■ Exercise brief ■
Identify all lines in the data containing the string "InvalidReference". Copy them out.

______________________________

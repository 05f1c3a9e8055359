// =============================================================================
// ChainView Backend - Error Types
// =============================================================================

use axum::{
    http::StatusCode,
    response::{IntoResponse, Response},
    Json,
};
use serde_json::json;

/// Application error type.
#[derive(Debug, thiserror::Error)]
pub enum ApiError {
    #[error("Resource not found")]
    NotFound,

    #[error("Invalid reference: {0}")]
    InvalidReference(String),

    #[error("Conflict: {0}")]
    Conflict(String),

    #[error("Unauthorized")]
    Unauthorized,

    #[error("Forbidden")]
    Forbidden,

    #[error("Database error: {0}")]
    Database(#[from] sqlx::Error),
}

impl IntoResponse for ApiError {
    fn into_response(self) -> Response {
        let (status, message) = match &self {
            ApiError::NotFound => (StatusCode::NOT_FOUND, "Resource not found".into()),
            ApiError::InvalidReference(msg) => (StatusCode::UNPROCESSABLE_ENTITY, msg.clone()),
            ApiError::Conflict(msg) => (StatusCode::CONFLICT, msg.clone()),
            ApiError::Unauthorized => (StatusCode::UNAUTHORIZED, "Unauthorized".into()),
            ApiError::Forbidden => (StatusCode::FORBIDDEN, "Forbidden".into()),
            ApiError::Database(e) => {
                tracing::error!("Database error: {:?}", e);
                (StatusCode::INTERNAL_SERVER_ERROR, "Database error".into())
            }
        };

        let body = Json(json!({
            "error": message,
        }));

        (status, body).into_response()
    }
}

______________________________

■ Worked solution ■
    InvalidReference(String),
            ApiError::InvalidReference(msg) => (StatusCode::UNPROCESSABLE_ENTITY, msg.clone()),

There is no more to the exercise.